■ **Input**:
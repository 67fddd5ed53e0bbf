//! Case-insensitive field access over loosely-typed JSON objects
//!
//! Producers disagree on key casing (`timeStamp`, `timestamp`, `TIMESTAMP`)
//! and on value types (`6`, `"6"`, `6.0`). A [`LooseRecord`] lower-cases keys
//! once at construction and exposes coerce-or-default accessors that never
//! fail: anything that cannot be coerced reads as empty, zero, or absent.

use serde_json::{Map, Value};
use std::collections::HashMap;

/// A JSON object with lower-cased keys
#[derive(Debug, Clone, Default, PartialEq)]
pub struct LooseRecord {
    fields: HashMap<String, Value>,
}

impl LooseRecord {
    /// Build from any JSON value; non-objects produce an empty record
    pub fn from_value(value: &Value) -> Self {
        match value {
            Value::Object(map) => Self::from_map(map),
            _ => Self::default(),
        }
    }

    pub fn from_map(map: &Map<String, Value>) -> Self {
        let fields = map
            .iter()
            .map(|(key, value)| (key.to_lowercase(), value.clone()))
            .collect();
        Self { fields }
    }

    pub fn is_empty(&self) -> bool {
        self.fields.is_empty()
    }

    /// Raw field, including explicit `null`s
    pub fn get(&self, key: &str) -> Option<&Value> {
        self.fields.get(&key.to_lowercase())
    }

    /// Field that is present and not `null`
    pub fn get_present(&self, key: &str) -> Option<&Value> {
        self.get(key).filter(|value| !value.is_null())
    }

    /// First present, non-null field among synonyms, in order
    pub fn get_first(&self, keys: &[&str]) -> Option<&Value> {
        keys.iter().find_map(|key| self.get_present(key))
    }

    pub fn contains(&self, key: &str) -> bool {
        self.get_present(key).is_some()
    }

    /// Field coerced to a string; absent reads as `""`
    pub fn get_string(&self, key: &str) -> String {
        self.get(key).map(loose_string).unwrap_or_default()
    }

    /// Field coerced to a finite number
    pub fn get_number(&self, key: &str) -> Option<f64> {
        self.get(key).and_then(loose_number)
    }

    /// Field coerced to an integer; absent or unparseable reads as `0`
    pub fn get_i64(&self, key: &str) -> i64 {
        self.get(key).map(loose_i64).unwrap_or_default()
    }

    /// Field coerced to a boolean; absent or unparseable reads as `false`
    pub fn get_bool(&self, key: &str) -> bool {
        match self.get(key) {
            Some(Value::Bool(b)) => *b,
            Some(Value::Number(n)) => n.as_f64().is_some_and(|f| f != 0.0),
            Some(Value::String(s)) => matches!(
                s.to_ascii_lowercase().as_str(),
                "1" | "t" | "true" | "y" | "yes"
            ),
            _ => false,
        }
    }
}

/// String form of a scalar.
///
/// Numbers render without exponent or trailing `.0`, `null` and structures
/// render as `""`.
pub fn loose_string(value: &Value) -> String {
    match value {
        Value::String(s) => s.clone(),
        Value::Bool(b) => b.to_string(),
        Value::Number(n) => {
            if let Some(i) = n.as_i64() {
                i.to_string()
            } else if let Some(u) = n.as_u64() {
                u.to_string()
            } else {
                n.as_f64().map(|f| f.to_string()).unwrap_or_default()
            }
        }
        Value::Null | Value::Array(_) | Value::Object(_) => String::new(),
    }
}

/// Parse a string as a finite number
pub fn parse_number(s: &str) -> Option<f64> {
    s.parse::<f64>().ok().filter(|f| f.is_finite())
}

/// Finite numeric reading of a scalar, via its string form
pub fn loose_number(value: &Value) -> Option<f64> {
    parse_number(&loose_string(value))
}

/// Integer reading of a scalar; fractional strings and structures read as `0`
pub fn loose_i64(value: &Value) -> i64 {
    match value {
        Value::Number(n) => n
            .as_i64()
            .or_else(|| n.as_f64().map(|f| f as i64))
            .unwrap_or_default(),
        Value::String(s) => {
            let s = s.trim();
            s.parse::<i64>()
                .ok()
                .or_else(|| {
                    s.parse::<f64>()
                        .ok()
                        .filter(|f| f.is_finite() && f.fract() == 0.0)
                        .map(|f| f as i64)
                })
                .unwrap_or_default()
        }
        Value::Bool(b) => i64::from(*b),
        Value::Null | Value::Array(_) | Value::Object(_) => 0,
    }
}
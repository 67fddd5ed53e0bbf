//! # health-rs
//!
//! Normalization, aggregation and monitoring translation for health-check
//! JSON documents.
//!
//! ## Features
//!
//! - **Lenient Parsing**: Case-insensitive keys, loosely typed values
//! - **Status Aggregation**: Services, systems and metric thresholds fold into one overall status
//! - **Merging**: Plain and name-prefixed merges of several documents
//! - **Nagios Output**: Escalations, messages and performance data for plugin output
//! - **Incremental Registry**: Thread-safe named status store
//!
//! ## Quick Start
//!
//! ```rust
//! use health_rs::{Check, NagiosCheck, StatusLevel, translate_check};
//!
//! let check = Check::from_json(r#"{
//!     "services": [{"name": "db", "status": "DOWN"}],
//!     "metrics": [{"name": "queue", "value": 12, "warnOver": 10}]
//! }"#).unwrap();
//! assert_eq!(check.overall_status(), StatusLevel::Critical);
//!
//! let mut sink = NagiosCheck::new();
//! translate_check(&mut sink, &check, 300, false).unwrap();
//! assert_eq!(sink.exit_code(), 2);
//! ```

#![allow(missing_docs)]

pub mod config;
pub mod health;
pub mod nagios;
pub mod utils;

pub use config::Config;
pub use health::{Check, HealthSchema, SchemaValidator, Status, StatusLevel, StatusRegistry, safe_label};
pub use nagios::{
    MonitoringSink, NagiosCheck, NagiosStatus, translate_check, translate_checks, translate_metrics,
};
pub use utils::error::{HealthError, Result};

/// Current version of the crate
pub const VERSION: &str = env!("CARGO_PKG_VERSION");

/// Crate name
pub const NAME: &str = env!("CARGO_PKG_NAME");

■ **What needs to be done**: Given the records above, reproduce precisely and only the lines between the line holding "pub fn parse_number(s: &str)" and the line holding "pub use config::Config;", inclusive.

■ **Answer section**:
pub fn parse_number(s: &str) -> Option<f64> {
    s.parse::<f64>().ok().filter(|f| f.is_finite())
}

/// Finite numeric reading of a scalar, via its string form
pub fn loose_number(value: &Value) -> Option<f64> {
    parse_number(&loose_string(value))
}

/// Integer reading of a scalar; fractional strings and structures read as `0`
pub fn loose_i64(value: &Value) -> i64 {
    match value {
        Value::Number(n) => n
            .as_i64()
            .or_else(|| n.as_f64().map(|f| f as i64))
            .unwrap_or_default(),
        Value::String(s) => {
            let s = s.trim();
            s.parse::<i64>()
                .ok()
                .or_else(|| {
                    s.parse::<f64>()
                        .ok()
                        .filter(|f| f.is_finite() && f.fract() == 0.0)
                        .map(|f| f as i64)
                })
                .unwrap_or_default()
        }
        Value::Bool(b) => i64::from(*b),
        Value::Null | Value::Array(_) | Value::Object(_) => 0,
    }
}
repository 67fddd5ed53e0bbf
//! # health-rs
//!
//! Normalization, aggregation and monitoring translation for health-check
//! JSON documents.
//!
//! ## Features
//!
//! - **Lenient Parsing**: Case-insensitive keys, loosely typed values
//! - **Status Aggregation**: Services, systems and metric thresholds fold into one overall status
//! - **Merging**: Plain and name-prefixed merges of several documents
//! - **Nagios Output**: Escalations, messages and performance data for plugin output
//! - **Incremental Registry**: Thread-safe named status store
//!
//! ## Quick Start
//!
//! ```rust
//! use health_rs::{Check, NagiosCheck, StatusLevel, translate_check};
//!
//! let check = Check::from_json(r#"{
//!     "services": [{"name": "db", "status": "DOWN"}],
//!     "metrics": [{"name": "queue", "value": 12, "warnOver": 10}]
//! }"#).unwrap();
//! assert_eq!(check.overall_status(), StatusLevel::Critical);
//!
//! let mut sink = NagiosCheck::new();
//! translate_check(&mut sink, &check, 300, false).unwrap();
//! assert_eq!(sink.exit_code(), 2);
//! ```

#![allow(missing_docs)]

pub mod config;
pub mod health;
pub mod nagios;
pub mod utils;

pub use config::Config;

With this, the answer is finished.